これはつまり、タスクの合流地点がプロジェクトのボトルネックに相当しているということを意味しています。

なので、このボトルネックに意識を向けてプロジェクトを管理することによって進行の遅れやつまずきを回避することができます。

例えば、大きい合流地点(デザインと開発のすり合わせ、開発から企画へのフィードバックなど)はプロジェクト初期に必要になりそうな項目を洗い出ししておいてマイルストーンとして設定。あらかじめ周知しておくことで全体の流れをプロジェクトメンバ全員で共有して意識できるようになります。

また細かい合流地点は都度、それぞれの担当者間のやりとりをウォッチしておいて、遅れやコミュニケーションがうまくいっていなさそうな雰囲気を感じたらキャッチアップする。

などなど、合流地点に意識を向けて適切にハンドリングするだけでも、ボトルネックを回避しかなりスムーズにプロジェクトを進行させることができます。

またプロジェクトマネージャーとしても、マイクロマネジメント的に個々の細かいタスクの進行を管理していなくても、合流地点のみに気をつけていれば良いため、自分の指示の遅れによって自分自身がボトルネック化しまうことを防ぐことにもなります。
(もちろんこの理由だけでなく、マイクロマネジメントはチームの生産性を下げるので避けるべきではありますが。ここら辺はまた後日書きたいとお思います。)


応用編 : 合流地点を前倒す

また私がよくやる応用テクニックとして、タスクの合流地点を前倒す、というのがあります。

たとえば、Aさんがセンサデバイスを開発し、そのセンサデータをBさんが開発するシステムで利用する場合。

普通に積み上げ式で開発を進める場合、AさんBさんがそれぞれの足並みで開発していき最後にシステム連携をさせる、というような進行になりがちです。
ですがこういった進め方をしてしまうと、どちらかの作業が遅れた場合にもう一方も引きずられて作業が遅れてしまいますし、プロジェクトの後半で齟齬が発覚した場合などは目も当てられない状況になりかねません。

こういった時、プロジェクト初期の時点でAさんにダミーデータを送信する簡易的なシミュレータを作ってもらい、あらかじめBさんに共有してもらうよう段取ったりします。

こうすることで、プロジェクトの初期段階でお互いにすり合わせができるため早い段階で齟齬を解決することができ、土壇場ですれ違いが発覚するような事態に陥りにくくなります。
またすり合わせ以降は個々が独立して開発を進められるため自身の開発に集中しそれぞれの足並みで作業することができるようになります。
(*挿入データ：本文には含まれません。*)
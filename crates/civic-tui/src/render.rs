// Copyright 2026 Phillip Cloud
// Licensed under the Apache License, Version 2.0

use crate::{DetailUiState, FormUiState, PromptTarget, PromptUiState, ViewData};
use civic_app::{AppMode, AppState, DashboardCounts, FieldKind, Rgb, Role, ThemeTokens};
use civic_table::{ColumnDef, Record, TableBody, TableRow, TableView, format_rupees};
use ratatui::Frame;
use ratatui::layout::{Constraint, Direction, Layout, Rect};
use ratatui::style::{Color, Modifier, Style};
use ratatui::text::{Line, Span};
use ratatui::widgets::{Block, Borders, Cell, Clear, Paragraph, Row, Table, Tabs, Wrap};

fn color(rgb: Rgb) -> Color {
    let Rgb(r, g, b) = rgb;
    Color::Rgb(r, g, b)
}

fn block(tokens: &ThemeTokens, title: impl Into<String>) -> Block<'static> {
    Block::default()
        .title(title.into())
        .borders(Borders::ALL)
        .border_style(Style::default().fg(color(tokens.border)))
        .style(
            Style::default()
                .fg(color(tokens.text))
                .bg(color(tokens.surface)),
        )
}

pub(crate) fn render(frame: &mut Frame<'_>, state: &AppState, view_data: &ViewData) {
    let tokens = view_data.theme.tokens();
    frame.render_widget(
        Block::default().style(
            Style::default()
                .fg(color(tokens.text))
                .bg(color(tokens.background)),
        ),
        frame.area(),
    );

    let layout = Layout::default()
        .direction(Direction::Vertical)
        .constraints([
            Constraint::Length(3),
            Constraint::Min(1),
            Constraint::Length(3),
        ])
        .split(frame.area());

    let screens = state.role.screens();
    let selected = screens
        .iter()
        .position(|screen| *screen == state.active_screen)
        .unwrap_or(0);
    let titles = screens
        .iter()
        .enumerate()
        .map(|(index, screen)| format!("{} {}", index + 1, screen.label()))
        .collect::<Vec<String>>();
    let tabs = Tabs::new(titles)
        .block(block(tokens, format!("civic · {}", state.role.label())))
        .style(Style::default().fg(color(tokens.muted)))
        .highlight_style(
            Style::default()
                .fg(color(tokens.accent))
                .add_modifier(Modifier::BOLD),
        )
        .select(selected);
    frame.render_widget(tabs, layout[0]);

    match &view_data.table {
        Some(table) => render_table(frame, layout[1], state, view_data, table),
        None => {
            let body = Paragraph::new(dashboard_text(state, &view_data.dashboard_counts))
                .block(block(tokens, "dashboard"));
            frame.render_widget(body, layout[1]);
        }
    }

    let status = Paragraph::new(status_text(state, view_data))
        .style(Style::default().fg(color(tokens.warning)))
        .block(block(tokens, ""));
    frame.render_widget(status, layout[2]);

    if let Some(prompt) = &view_data.prompt {
        let area = bottom_rect(layout[1]);
        frame.render_widget(Clear, area);
        frame.render_widget(
            Paragraph::new(prompt_text(prompt)).block(block(tokens, prompt_title(prompt))),
            area,
        );
    }

    if let (Some(menu), Some(table)) = (&view_data.column_menu, &view_data.table) {
        let area = centered_rect(40, 60, frame.area());
        frame.render_widget(Clear, area);
        frame.render_widget(
            Paragraph::new(column_menu_lines(table, menu.cursor).join("\n"))
                .block(block(tokens, "columns")),
            area,
        );
    }

    if let Some(menu) = &view_data.action_menu {
        let area = centered_rect(36, 30, frame.area());
        frame.render_widget(Clear, area);
        frame.render_widget(
            Paragraph::new(menu.render_lines().join("\n")).block(block(tokens, menu.title())),
            area,
        );
    }

    if let Some(form) = &view_data.form {
        let area = centered_rect(64, 70, frame.area());
        frame.render_widget(Clear, area);
        let title = format!("new {}", form.payload.kind().label());
        frame.render_widget(
            Paragraph::new(form_lines(form, tokens))
                .wrap(Wrap { trim: false })
                .block(block(tokens, title)),
            area,
        );
    }

    if let Some(detail) = &view_data.detail {
        let area = centered_rect(60, 60, frame.area());
        frame.render_widget(Clear, area);
        frame.render_widget(
            Paragraph::new(detail_lines(detail).join("\n"))
                .wrap(Wrap { trim: false })
                .block(block(tokens, detail.title.clone())),
            area,
        );
    }

    if view_data.help_visible {
        let area = centered_rect(76, 60, frame.area());
        frame.render_widget(Clear, area);
        frame.render_widget(
            Paragraph::new(help_overlay_text()).block(block(tokens, "help")),
            area,
        );
    }
}

fn render_table(
    frame: &mut Frame<'_>,
    area: Rect,
    state: &AppState,
    view_data: &ViewData,
    table: &TableView<Record>,
) {
    let tokens = view_data.theme.tokens();
    let columns = table.visible_columns().collect::<Vec<&ColumnDef>>();
    let widths = vec![Constraint::Min(6); columns.len().max(1)];

    let header = Row::new(columns.iter().enumerate().map(|(index, column)| {
        let mut style = Style::default()
            .fg(color(tokens.text))
            .add_modifier(Modifier::BOLD);
        if index == view_data.selected_col {
            style = style.fg(color(tokens.accent));
        }
        Cell::from(table.header_label(column.key).unwrap_or_default()).style(style)
    }));

    let rows = match table.body() {
        TableBody::Rows(rows) => rows
            .into_iter()
            .enumerate()
            .map(|(row_index, row)| {
                let selected = row_index == view_data.selected_row;
                let cells = columns
                    .iter()
                    .map(|column| {
                        let rendered = column.render_cell(&row.cell(column.key));
                        let mut style = Style::default();
                        if let Some(tone) = rendered.tone {
                            style = style.fg(color(tokens.tone(tone)));
                        }
                        if selected {
                            style = style.bg(color(tokens.selection));
                        }
                        Cell::from(rendered.text).style(style)
                    })
                    .collect::<Vec<_>>();
                Row::new(cells)
            })
            .collect::<Vec<_>>(),
        TableBody::Placeholder(text) => vec![Row::new(vec![
            Cell::from(text).style(Style::default().fg(color(tokens.muted))),
        ])],
    };

    let widget = Table::new(rows, widths)
        .header(header)
        .column_spacing(1)
        .block(block(tokens, table.title(state.active_screen.label())));
    frame.render_widget(widget, area);
}

pub(crate) fn dashboard_text(state: &AppState, counts: &DashboardCounts) -> String {
    let mut lines = vec![
        format!("welcome, {}", state.role.label()),
        String::new(),
        format!("open grievances: {}", counts.grievances_open),
        format!("active projects: {}", counts.projects_active),
        format!("active polls: {}", counts.polls_active),
    ];
    if state.role == Role::Admin {
        lines.push(format!("active users: {}", counts.users_active));
    }
    if matches!(state.role, Role::Admin | Role::Mla) {
        lines.push(format!(
            "budget allocated: {}",
            format_rupees(counts.budget_allocated_paise)
        ));
        lines.push(format!(
            "budget utilized: {} ({}%)",
            format_rupees(counts.budget_utilized_paise),
            counts.utilization_percent()
        ));
    }
    lines.join("\n")
}

pub(crate) fn status_text(state: &AppState, view_data: &ViewData) -> String {
    let (mode, hints) = match state.mode {
        AppMode::Form(_) => (
            "FORM",
            "tab/shift+tab field | ←/→ choice | enter submit | esc cancel",
        ),
        AppMode::Nav if view_data.prompt.is_some() => {
            ("NAV", "type to filter | enter keep | esc clear")
        }
        AppMode::Nav if view_data.table.is_some() => (
            "NAV",
            "/ search | f filter | s sort | c cols | ]/[ page | enter actions | n new | ? help",
        ),
        AppMode::Nav => ("NAV", "tab screen | r role | t theme | ? help | q quit"),
    };
    match &state.status_line {
        Some(status) => format!("{mode} {} | {status} | {hints}", state.path()),
        None => format!("{mode} {} | {hints}", state.path()),
    }
}

fn prompt_title(prompt: &PromptUiState) -> String {
    match prompt.target {
        PromptTarget::Search => "search".to_owned(),
        PromptTarget::Column(key) => format!("filter {key}"),
    }
}

fn prompt_text(prompt: &PromptUiState) -> String {
    format!("> {}_", prompt.input)
}

fn column_menu_lines(table: &TableView<Record>, cursor: usize) -> Vec<String> {
    table
        .columns()
        .iter()
        .enumerate()
        .map(|(index, column)| {
            let marker = if index == cursor { ">" } else { " " };
            let check = if table.is_hidden(column.key) {
                "[ ]"
            } else {
                "[x]"
            };
            let pinned = if column.hideable { "" } else { " (always)" };
            format!("{marker} {check} {}{pinned}", column.label)
        })
        .collect()
}

fn form_lines(form: &FormUiState, tokens: &ThemeTokens) -> Vec<Line<'static>> {
    let mut lines = Vec::new();
    for (index, field) in form.payload.fields().iter().enumerate() {
        let marker = if index == form.field_index { ">" } else { " " };
        let value = form.payload.value(field.key).unwrap_or_default();
        let shown = match field.kind {
            FieldKind::Choice => format!("< {value} >"),
            _ if index == form.field_index => format!("{value}_"),
            _ => value,
        };
        let label_style = if index == form.field_index {
            Style::default()
                .fg(color(tokens.accent))
                .add_modifier(Modifier::BOLD)
        } else {
            Style::default().fg(color(tokens.muted))
        };
        lines.push(Line::from(vec![
            Span::styled(format!("{marker} {}: ", field.label), label_style),
            Span::raw(shown),
        ]));
        if let Some(message) = form.errors.get(field.key) {
            lines.push(Line::from(Span::styled(
                format!("    {message}"),
                Style::default().fg(color(tokens.danger)),
            )));
        }
    }
    lines
}

pub(crate) fn detail_lines(detail: &DetailUiState) -> Vec<String> {
    let width = detail
        .fields
        .iter()
        .map(|(label, _)| label.chars().count())
        .max()
        .unwrap_or(0);
    detail
        .fields
        .iter()
        .map(|(label, value)| format!("{label:<width$}  {value}"))
        .collect()
}

pub(crate) fn help_overlay_text() -> &'static str {
    "global: ctrl+q quit | ? help\n\
nav: tab/shift+tab screen | 1-9 jump | r switch role | t theme | q quit\n\
table: j/k rows | h/l columns | ]/[ or pgdn/pgup page\n\
table: / search | f filter column | x clear filters | s/S sort/unsort | c columns\n\
table: enter row actions | n new record\n\
columns: j/k move | space toggle | a show all | esc close\n\
actions: j/k move | enter run | esc close\n\
form: tab/shift+tab field | ←/→ or space choice | enter or ctrl+s submit | esc cancel\n\
detail: any key close"
}

fn bottom_rect(area: Rect) -> Rect {
    let height = 3.min(area.height);
    Rect {
        x: area.x,
        y: area.y + area.height.saturating_sub(height),
        width: area.width,
        height,
    }
}

fn centered_rect(percent_x: u16, percent_y: u16, area: Rect) -> Rect {
    let popup_layout = Layout::default()
        .direction(Direction::Vertical)
        .constraints([
            Constraint::Percentage((100 - percent_y) / 2),
            Constraint::Percentage(percent_y),
            Constraint::Percentage((100 - percent_y) / 2),
        ])
        .split(area);

    Layout::default()
        .direction(Direction::Horizontal)
        .constraints([
            Constraint::Percentage((100 - percent_x) / 2),
            Constraint::Percentage(percent_x),
            Constraint::Percentage((100 - percent_x) / 2),
        ])
        .split(popup_layout[1])[1]
}

#[cfg(test)]
mod tests {
    use super::{bottom_rect, column_menu_lines, form_lines, prompt_text};
    use crate::{FormUiState, PromptTarget, PromptUiState};
    use civic_app::schema::columns_for;
    use civic_app::{FormKind, Screen, ThemeMode, tokens_for};
    use civic_table::{Record, TableView};
    use ratatui::layout::Rect;

    fn line_text(line: &ratatui::text::Line<'_>) -> String {
        line.spans
            .iter()
            .map(|span| span.content.as_ref())
            .collect()
    }

    #[test]
    fn form_lines_put_errors_under_their_field() {
        let mut form = FormUiState::blank(FormKind::State);
        form.errors = form.payload.validate().expect_err("blank state form");
        let lines = form_lines(&form, &tokens_for(ThemeMode::Light))
            .iter()
            .map(line_text)
            .collect::<Vec<_>>();

        assert_eq!(lines[0], "> Name: _");
        assert_eq!(lines[1], "    name is required");
        assert!(lines.iter().any(|line| line.contains("code is required")));
        assert_eq!(lines.len(), 6);
    }

    #[test]
    fn choice_fields_render_with_arrows() {
        let form = FormUiState::blank(FormKind::Grievance);
        let lines = form_lines(&form, &tokens_for(ThemeMode::Dark))
            .iter()
            .map(line_text)
            .collect::<Vec<_>>();
        assert!(lines.iter().any(|line| line.ends_with("< medium >")));
    }

    #[test]
    fn column_menu_marks_hidden_and_fixed_columns() {
        let columns = columns_for(Screen::Users).expect("users table");
        let mut table = TableView::new(columns, Vec::<Record>::new()).expect("valid schema");
        table
            .toggle_column_visibility("email")
            .expect("email hideable");

        let lines = column_menu_lines(&table, 2);
        assert_eq!(lines[0], "  [x] ID (always)");
        assert_eq!(lines[2], "> [ ] Email");
    }

    #[test]
    fn prompt_shows_cursor() {
        let prompt = PromptUiState {
            target: PromptTarget::Search,
            input: "pune".to_owned(),
        };
        assert_eq!(prompt_text(&prompt), "> pune_");
    }

    #[test]
    fn bottom_rect_fits_small_areas() {
        let area = Rect::new(0, 0, 20, 2);
        assert_eq!(bottom_rect(area), Rect::new(0, 0, 20, 2));
        let tall = Rect::new(0, 5, 20, 10);
        assert_eq!(bottom_rect(tall), Rect::new(0, 12, 20, 3));
    }
}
このように、合流地点のうち、本質的にどの部分がボトルネックになるのかに意識を向け(今回の例の場合は、通信仕様のすり合わせがボトルネック)、
その部分のみを抽出して前倒しにすることによって、プロジェクトの進行をよりスムーズにすることが可能になります。

こういった形でタスク同士の合流地点を意識することによって、ボトルネックを極力なくしたりうまくコントロールしながらプロジェクトを進行していくことが可能になります。


おまけ : タスクの依存関係を表せるツール

タスク同士の依存関係を表すことができるプロジェクト管理ツールを使うことで、上記のような状況をチームで可視化することが可能です。

こういった依存関係に着目するマネジメントが一般的ではないのか、まだ私の中でも決定版となるツールに出会えていないのですが、参考までにいくつかあげておきます。

Mammoth Project

まさにタスクの依存関係に着目してプロジェクトを組み立てることに着目しているプロジェクト管理ツール。プロジェクトマップというタスクの依存関係を表す図のほか、ガントチャートやカンバン方式でもタスクを閲覧することが可能。

Wrike

言わずと知れた多機能プロジェクト管理ツールです。タスク間の依存関係が設定でき、ガントチャート上で閲覧することが可能。

Draw.io

ブラウザ上で図を書くツール。プロジェクト管理ツールがうまくなじまなければ図として書くのもアリかも。UMLのアクティビティ図がタスクの合流を表すのに合っているのでそれを使って書くのも良さそうです。